** STORED DATA follows **

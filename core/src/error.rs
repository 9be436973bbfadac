//! Error types for the JSON REST client.
//!
//! # Design
//! Construction errors (`InvalidMethod`, `InvalidUrl`, `NoRuntime`) are
//! returned synchronously before any I/O. The rest describe how a submitted
//! request failed, so callers can branch on connection vs. protocol vs.
//! parse failures instead of reading a log line.

/// Errors produced while building, sending, or parsing a request.
#[derive(Debug, Clone, PartialEq, Eq, thiserror::Error)]
pub enum RequestError {
    #[error("invalid HTTP method: {0}")]
    InvalidMethod(String),

    #[error("invalid URL: {0}")]
    InvalidUrl(String),

    /// Dispatching needs a tokio runtime to spawn the request task on.
    #[error("no async runtime available to run the request")]
    NoRuntime,

    #[error("serialization failed: {0}")]
    Serialization(String),

    /// The transport could not obtain a response (DNS, TCP, TLS, body read).
    #[error("connection error: {0}")]
    Connection(String),

    /// The server answered with a non-2xx status.
    #[error("HTTP {status}")]
    Protocol { status: u16, body: String },

    /// A 2xx body was not valid JSON.
    #[error("invalid JSON in response: {0}")]
    Parse(String),
}

impl RequestError {
    pub fn is_connection(&self) -> bool {
        matches!(self, RequestError::Connection(_))
    }

    pub fn is_protocol(&self) -> bool {
        matches!(self, RequestError::Protocol { .. })
    }

    /// HTTP status for protocol errors.
    pub fn status(&self) -> Option<u16> {
        match self {
            RequestError::Protocol { status, .. } => Some(*status),
            _ => None,
        }
    }
}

** End of STORED DATA **

* **WHAT YOU WILL DO**
Starting with the first line of the entries and ending with the line that has "for protocol errors.", copy each line exactly and add nothing.

* **REPLY**
filename core/src/error.rs
repository 9be436973bbfadac
//! Error types for the JSON REST client.
//!
//! # Design
//! Construction errors (`InvalidMethod`, `InvalidUrl`, `NoRuntime`) are
//! returned synchronously before any I/O. The rest describe how a submitted
//! request failed, so callers can branch on connection vs. protocol vs.
//! parse failures instead of reading a log line.

/// Errors produced while building, sending, or parsing a request.
#[derive(Debug, Clone, PartialEq, Eq, thiserror::Error)]
pub enum RequestError {
    #[error("invalid HTTP method: {0}")]
    InvalidMethod(String),

    #[error("invalid URL: {0}")]
    InvalidUrl(String),

    /// Dispatching needs a tokio runtime to spawn the request task on.
    #[error("no async runtime available to run the request")]
    NoRuntime,

    #[error("serialization failed: {0}")]
    Serialization(String),

    /// The transport could not obtain a response (DNS, TCP, TLS, body read).
    #[error("connection error: {0}")]
    Connection(String),

    /// The server answered with a non-2xx status.
    #[error("HTTP {status}")]
    Protocol { status: u16, body: String },

    /// A 2xx body was not valid JSON.
    #[error("invalid JSON in response: {0}")]
    Parse(String),
}

impl RequestError {
    pub fn is_connection(&self) -> bool {
        matches!(self, RequestError::Connection(_))
    }

    pub fn is_protocol(&self) -> bool {
        matches!(self, RequestError::Protocol { .. })
    }

    /// HTTP status for protocol errors.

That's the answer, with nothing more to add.